I see. Then do we still need the hv_map_memory()in the following
code piece in netvsc.c after {set_memoery_encrypted, decrypted}()
supporting memory from vmalloc()?

	/* set_memory_decrypted() is called here. */

        ret = vmbus_establish_gpadl(device->channel, net_device->recv_buf,
                                    buf_size,
                                    &net_device->recv_buf_gpadl_handle);
        if (ret != 0) {
                netdev_err(ndev,
                        "unable to establish receive buffer's gpadl\n");
                goto cleanup;
        }
	
	/* Should we remove this? */
        if (hv_isolation_type_snp()) {
                vaddr = hv_map_memory(net_device->recv_buf, buf_size);
                if (!vaddr) {
                        ret = -ENOMEM;
                        goto cleanup;
                }

                net_device->recv_original_buf = net_device->recv_buf;
                net_device->recv_buf = vaddr;
        }

I assume that we need an VA mapped to a shared GPA here.

The VA(net_device->recv_buf) has been associated with a shared GPA in
set_memory_decrypted() by adjusting the kernel page table. hv_map_memory()
is with similar purpose but just a different way:

void *hv_map_memory(void *addr, unsigned long size)
{
        unsigned long *pfns = kcalloc(size / PAGE_SIZE,
                                      sizeof(unsigned long), GFP_KERNEL);
        void *vaddr;
        int i;

        if (!pfns)
                return NULL;

        for (i = 0; i < size / PAGE_SIZE; i++)
                pfns[i] = vmalloc_to_pfn(addr + i * PAGE_SIZE) +
                        (ms_hyperv.shared_gpa_boundary >> PAGE_SHIFT);

        vaddr = vmap_pfn(pfns, size / PAGE_SIZE, PAGE_KERNEL_IO);
        kfree(pfns);

        return vaddr;
}

^ permalink raw reply	[flat|nested] 28+ messages in thread

* RE: [PATCH v2 2/6] x86/tdx: Support vmalloc() for tdx_enc_status_changed()
  2023-01-05 18:10       ` Zhi Wang
@ 2023-01-05 20:29         ` Dexuan Cui
  2023-01-06 10:10           ` Zhi Wang
  0 siblings, 1 reply; 28+ messages in thread
From: Dexuan Cui @ 2023-01-05 20:29 UTC (permalink / raw)
  To: Zhi Wang
  Cc: ak, arnd, bp, brijesh.singh, dan.j.williams, dave.hansen,
	Haiyang Zhang, hpa, jane.chu, kirill.shutemov, KY Srinivasan,
	linux-arch, linux-hyperv, luto, mingo, peterz, rostedt,
	sathyanarayanan.kuppuswamy, seanjc, tglx, tony.luck, wei.liu,
	x86, Michael Kelley (LINUX),
	linux-kernel, zhi.a.wang

> From: Zhi Wang <zhi.wang.linux@gmail.com>
> Sent: Thursday, January 5, 2023 10:10 AM
> [...]
> I see.
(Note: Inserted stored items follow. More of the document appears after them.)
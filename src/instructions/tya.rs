use crate::cpu::{Cpu, Operand};

impl Cpu {
    pub(crate) fn handle_tya(&mut self, _operand: &Operand) -> u8 {
        self.a = self.y;
        self.update_zn(self.a);
        0
    }
}

#[cfg(test)]
mod tests {
    use super::*;
    use crate::bus::Bus;
    use crate::cpu::AddressingMode;
    use crate::rom::Rom;

    #[test]
    fn copies_y_into_accumulator() {
        let mut cpu = Cpu::new(Bus::new(Rom::test_rom()));
        cpu.y = 0x63;
        let op = Operand { effective_addr: 0, value: 0, extra_cycles: 0, mode: AddressingMode::Implied };
        cpu.handle_tya(&op);
        assert_eq!(cpu.a, 0x63);
    }
}
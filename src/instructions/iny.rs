use crate::cpu::{Cpu, Operand};

impl Cpu {
    pub(crate) fn handle_iny(&mut self, _operand: &Operand) -> u8 {
        self.y = self.y.wrapping_add(1);
        self.update_zn(self.y);
        0
    }
}

#[cfg(test)]
mod tests {
    use super::*;
    use crate::bus::Bus;
    use crate::cpu::AddressingMode;
    use crate::rom::Rom;

    #[test]
    fn increments_y() {
        let mut cpu = Cpu::new(Bus::new(Rom::test_rom()));
        cpu.y = 0x10;
        let op = Operand { effective_addr: 0, value: 0, extra_cycles: 0, mode: AddressingMode::Implied };
        cpu.handle_iny(&op);
        assert_eq!(cpu.y, 0x11);
    }
}
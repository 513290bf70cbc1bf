use crate::cpu::{Cpu, Operand, StatusFlags};

impl Cpu {
    pub(crate) fn handle_ror(&mut self, operand: &Operand) -> u8 {
        let value = operand.value;
        let old_carry = if self.p.contains(StatusFlags::CARRY) { 0x80 } else { 0 };

        self.p.set(StatusFlags::CARRY, (value & 0x01) != 0);
        let result = (value >> 1) | old_carry;

        self.write_back(operand, result);
        self.update_zn(result);
        0
    }
}

#[cfg(test)]
mod tests {
    use super::*;
    use crate::bus::Bus;
    use crate::cpu::AddressingMode;
    use crate::rom::Rom;

    #[test]
    fn rotates_accumulator_right_with_carry_in() {
        let mut cpu = Cpu::new(Bus::new(Rom::test_rom()));
        cpu.p.insert(StatusFlags::CARRY);
        cpu.a = 0b0101_0100;
        let op = Operand { effective_addr: 0, value: 0b0101_0100, extra_cycles: 0, mode: AddressingMode::Accumulator };
        cpu.handle_ror(&op);
        assert_eq!(cpu.a, 0b1010_1010);
        assert!(!cpu.p.contains(StatusFlags::CARRY));
        assert!(cpu.p.contains(StatusFlags::NEGATIVE));
    }
}
impl Cpu {
    pub const STACK_BASE: u16 = 0x0100;
    pub const RESET_VECTOR: u16 = 0xFFFC;
    pub const IRQ_VECTOR: u16 = 0xFFFE;
    pub const NMI_VECTOR: u16 = 0xFFFA;

    /// Builds a CPU over an already-populated bus and honors the reset vector,
    /// matching the "constructed from a memory image" contract in the external
    /// interfaces section: `sp=0xFD`, `p` has Interrupt-Disable and Unused set.
    pub fn new(bus: Bus) -> Self {
        let mut cpu = Cpu {
            a: 0,
            x: 0,
            y: 0,
            sp: 0xFD,
            p: StatusFlags::INTERRUPT_DISABLE | StatusFlags::UNUSED,
            pc: 0,
            cycles: 0,
            instructions_retired: 0,
            state: CpuState::Stopped,
            bus,
            fault: None,
        };
        cpu.reset();
        cpu
    }

    /// Restores the documented power-up/reset register state and loads `pc` from
    /// the reset vector. Does not touch bus contents.
    pub fn reset(&mut self) {
        self.a = 0;
        self.x = 0;
        self.y = 0;
        self.sp = 0xFD;
        self.p = StatusFlags::INTERRUPT_DISABLE | StatusFlags::UNUSED;
        self.pc = self.read_u16(Self::RESET_VECTOR);
        self.cycles = 0;
        self.instructions_retired = 0;
        self.state = CpuState::Running;
        self.fault = None;
    }

    pub fn take_fault(&mut self) -> Option<CpuFault> {
        self.fault.take()
    }

    pub(crate) fn read_u8(&mut self, addr: u16) -> u8 {
        self.bus.read(addr)
    }

    pub(crate) fn write_u8(&mut self, addr: u16, value: u8) {
        self.bus.write(addr, value);
    }

    pub(crate) fn read_u16(&mut self, addr: u16) -> u16 {
        let lo = self.bus.read(addr);
        let hi = self.bus.read(addr.wrapping_add(1));
        u16::from_le_bytes([lo, hi])
    }

    /// Pushes a byte onto the page-0x01 stack. `sp == 0x00` is a fatal overflow.
    pub(crate) fn push_u8(&mut self, value: u8) {
        if self.sp == 0x00 {
            self.fault = Some(CpuFault::StackOverflow { pc: self.pc });
            self.state = CpuState::Stopped;
            return;
        }
        let addr = Self::STACK_BASE | self.sp as u16;
        self.bus.write(addr, value);
        self.sp = self.sp.wrapping_sub(1);
    }

    /// Pushes high byte first, then low byte (matches JSR/BRK's documented push order).
    pub(crate) fn push_u16(&mut self, value: u16) {
        let [lo, hi] = value.to_le_bytes();
        self.push_u8(hi);
        self.push_u8(lo);
    }

    /// Pulls a byte from the stack. `sp == 0xFF` is a fatal underflow.
    pub(crate) fn pop_u8(&mut self) -> u8 {
        if self.sp == 0xFF {
            self.fault = Some(CpuFault::StackUnderflow { pc: self.pc });
            self.state = CpuState::Stopped;
            return 0;
        }
        self.sp = self.sp.wrapping_add(1);
        let addr = Self::STACK_BASE | self.sp as u16;
        self.bus.read(addr)
    }

    /// Pulls low byte then high byte (the corrected order; see DESIGN.md Open Question 3).
    pub(crate) fn pop_u16(&mut self) -> u16 {
        let lo = self.pop_u8();
        let hi = self.pop_u8();
        u16::from_le_bytes([lo, hi])
    }

    pub(crate) fn update_zn(&mut self, result: u8) {
        self.p.set(StatusFlags::ZERO, result == 0);
        self.p.set(StatusFlags::NEGATIVE, result & 0x80 != 0);
    }

    /// Writes a shift/rotate result back to the accumulator or to memory, depending
    /// on the addressing mode the operand was resolved under.
    pub(crate) fn write_back(&mut self, operand: &Operand, value: u8) {
        if operand.mode == AddressingMode::Accumulator {
            self.a = value;
        } else {
            self.bus.write(operand.effective_addr, value);
        }
    }

    /// Centralizes branch behavior: applies the signed offset if `condition` holds
    /// and reports the +1 (taken) / +2 (taken, page-crossed) cycle penalty.
    pub(crate) fn branch(&mut self, condition: bool, offset: i8) -> u8 {
        if !condition {
            return 0;
        }
        let old_pc = self.pc;
        self.pc = self.pc.wrapping_add(offset as u16);
        if (old_pc & 0xFF00) != (self.pc & 0xFF00) {
            2
        } else {
            1
        }
    }

    /// Fetches the operand for `mode` starting at the opcode's address (`self.pc`),
    /// advancing `pc` past the opcode and its inline bytes. Handlers that redirect
    /// control flow (JMP/JSR/RTS/RTI/BRK/taken branches) overwrite `pc` afterward.
    fn resolve(&mut self, mode: AddressingMode) -> Operand {
        let opcode_addr = self.pc;
        match mode {
            AddressingMode::Implied => {
                self.pc = opcode_addr.wrapping_add(1);
                Operand { effective_addr: 0, value: 0, extra_cycles: 0, mode }
            }
            AddressingMode::Accumulator => {
                self.pc = opcode_addr.wrapping_add(1);
                Operand { effective_addr: 0, value: self.a, extra_cycles: 0, mode }
            }
            AddressingMode::Immediate => {
                let addr = opcode_addr.wrapping_add(1);
                self.pc = opcode_addr.wrapping_add(2);
                let value = self.bus.read(addr);
                Operand { effective_addr: addr, value, extra_cycles: 0, mode }
            }
            AddressingMode::ZeroPage => {
                let addr = self.bus.read(opcode_addr.wrapping_add(1)) as u16;
                self.pc = opcode_addr.wrapping_add(2);
                let value = self.bus.read(addr);
                Operand { effective_addr: addr, value, extra_cycles: 0, mode }
            }
            AddressingMode::ZeroPageX => {
                let base = self.bus.read(opcode_addr.wrapping_add(1));
                let addr = base.wrapping_add(self.x) as u16;
                self.pc = opcode_addr.wrapping_add(2);
                let value = self.bus.read(addr);
                Operand { effective_addr: addr, value, extra_cycles: 0, mode }
            }
            AddressingMode::ZeroPageY => {
                let base = self.bus.read(opcode_addr.wrapping_add(1));
                let addr = base.wrapping_add(self.y) as u16;
                self.pc = opcode_addr.wrapping_add(2);
                let value = self.bus.read(addr);
                Operand { effective_addr: addr, value, extra_cycles: 0, mode }
            }
            AddressingMode::Relative => {
                let operand_addr = opcode_addr.wrapping_add(1);
                let offset = self.bus.read(operand_addr);
                self.pc = opcode_addr.wrapping_add(2);
                Operand { effective_addr: operand_addr, value: offset, extra_cycles: 0, mode }
            }
            AddressingMode::Absolute => {
                let addr = self.read_u16(opcode_addr.wrapping_add(1));
                self.pc = opcode_addr.wrapping_add(3);
                let value = self.bus.read(addr);
                Operand { effective_addr: addr, value, extra_cycles: 0, mode }
            }
            AddressingMode::AbsoluteX => {
                let base = self.read_u16(opcode_addr.wrapping_add(1));
                let addr = base.wrapping_add(self.x as u16);
                let extra = if (base & 0xFF00) != (addr & 0xFF00) { 1 } else { 0 };
                self.pc = opcode_addr.wrapping_add(3);
                let value = self.bus.read(addr);
                Operand { effective_addr: addr, value, extra_cycles: extra, mode }
            }
            AddressingMode::AbsoluteY => {
                let base = self.read_u16(opcode_addr.wrapping_add(1));
                let addr = base.wrapping_add(self.y as u16);
                let extra = if (base & 0xFF00) != (addr & 0xFF00) { 1 } else { 0 };
                self.pc = opcode_addr.wrapping_add(3);
                let value = self.bus.read(addr);
                Operand { effective_addr: addr, value, extra_cycles: extra, mode }
            }
            AddressingMode::Indirect => {
                let ptr = self.read_u16(opcode_addr.wrapping_add(1));
                let lo = self.bus.read(ptr);
                // Hardware page-wrap bug: when the pointer's low byte is 0xFF, the
                // high byte is fetched from the start of the same page, not the next.
                let hi = if ptr & 0x00FF == 0x00FF {
                    self.bus.read(ptr & 0xFF00)
                } else {
                    self.bus.read(ptr.wrapping_add(1))
                };
                let addr = u16::from_le_bytes([lo, hi]);
                self.pc = opcode_addr.wrapping_add(3);
                let value = self.bus.read(addr);
                Operand { effective_addr: addr, value, extra_cycles: 0, mode }
            }
            AddressingMode::IndirectX => {
                let zp_base = self.bus.read(opcode_addr.wrapping_add(1));
                let zp = zp_base.wrapping_add(self.x);
                let lo = self.bus.read(zp as u16);
                let hi = self.bus.read(zp.wrapping_add(1) as u16);
                let addr = u16::from_le_bytes([lo, hi]);
                self.pc = opcode_addr.wrapping_add(2);
                let value = self.bus.read(addr);
                Operand { effective_addr: addr, value, extra_cycles: 0, mode }
            }
            AddressingMode::IndirectY => {
                let zp = self.bus.read(opcode_addr.wrapping_add(1));
                let lo = self.bus.read(zp as u16);
                let hi = self.bus.read(zp.wrapping_add(1) as u16);
                let base = u16::from_le_bytes([lo, hi]);
                let addr = base.wrapping_add(self.y as u16);
                let extra = if (base & 0xFF00) != (addr & 0xFF00) { 1 } else { 0 };
                self.pc = opcode_addr.wrapping_add(2);
                let value = self.bus.read(addr);
                Operand { effective_addr: addr, value, extra_cycles: extra, mode }
            }
        }
    }

    /// Executes one instruction: fetch, decode, resolve operand, dispatch, account
    /// cycles. Returns the cycles consumed, or `0` if a fatal fault stopped the CPU.
    pub fn step(&mut self) -> u64 {
        if self.state != CpuState::Running {
            return 0;
        }

        let opcode = self.bus.read(self.pc);
        let entry = match OPCODE_TABLE.get(&opcode) {
            Some(entry) => *entry,
            None => {
                eprintln!("diagnostic: unimplemented opcode {:#04x} at pc={:#06x}", opcode, self.pc);
                NOP_ENTRY
            }
        };

        let operand = self.resolve(entry.mode);
        let handler_extra = (entry.handler)(self, &operand);

        if self.fault.is_some() {
            self.state = CpuState::Stopped;
            return 0;
        }

        let total = entry.base_cycles as u64 + operand.extra_cycles as u64 + handler_extra as u64;
        self.cycles += total;
        self.instructions_retired += 1;
        total
    }

    /// Services a non-maskable interrupt: pushes `pc` and `p` (B clear, Unused set),
    /// sets the Interrupt-Disable flag, and loads `pc` from the NMI vector.
    pub fn nmi(&mut self) -> u64 {
        self.push_u16(self.pc);
        let status = (self.p & !StatusFlags::BREAK) | StatusFlags::UNUSED;
        self.push_u8(status.bits());
        self.p.insert(StatusFlags::INTERRUPT_DISABLE);
        self.pc = self.read_u16(Self::NMI_VECTOR);
        if self.fault.is_some() {
            self.state = CpuState::Stopped;
            return 0;
        }
        7
    }

    /// Services a maskable interrupt request. No-op while the Interrupt-Disable
    /// flag is set.
    pub fn irq(&mut self) -> u64 {
        if self.p.contains(StatusFlags::INTERRUPT_DISABLE) {
            return 0;
        }
        self.push_u16(self.pc);
        let status = (self.p & !StatusFlags::BREAK) | StatusFlags::UNUSED;
        self.push_u8(status.bits());
        self.p.insert(StatusFlags::INTERRUPT_DISABLE);
        self.pc = self.read_u16(Self::IRQ_VECTOR);
        if self.fault.is_some() {
            self.state = CpuState::Stopped;
            return 0;
        }
        7
    }
}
Then do we still need the hv_map_memory()in the following
> code piece in netvsc.c after {set_memoery_encrypted, decrypted}()
> supporting memory from vmalloc()?

For SNP, set_memory_decrypted() is already able to support memory
from vmalloc().

For TDX, currently set_memory_decrypted()() is unable to support
memory from vmalloc().

>         /* set_memory_decrypted() is called here. */
>         ret = vmbus_establish_gpadl(device->channel,
> net_device->recv_buf, buf_size, 
> &net_device->recv_buf_gpadl_handle);
>         if (ret != 0) {
>                 netdev_err(ndev,
>                         "unable to establish receive buffer's gpadl\n");
>                 goto cleanup;
>         }
> 
>         /* Should we remove this? */

The below block of code is for SNP rather than TDX, so it has nothing to do
with the patch here. BTW, the code is ineeded removed in Michael's patchset,
which is for device assignment support for SNP guests on Hyper-V:
https://lwn.net/ml/linux-kernel/1669951831-4180-11-git-send-email-mikelley@microsoft.com/
and I'm happy with the removal of the code.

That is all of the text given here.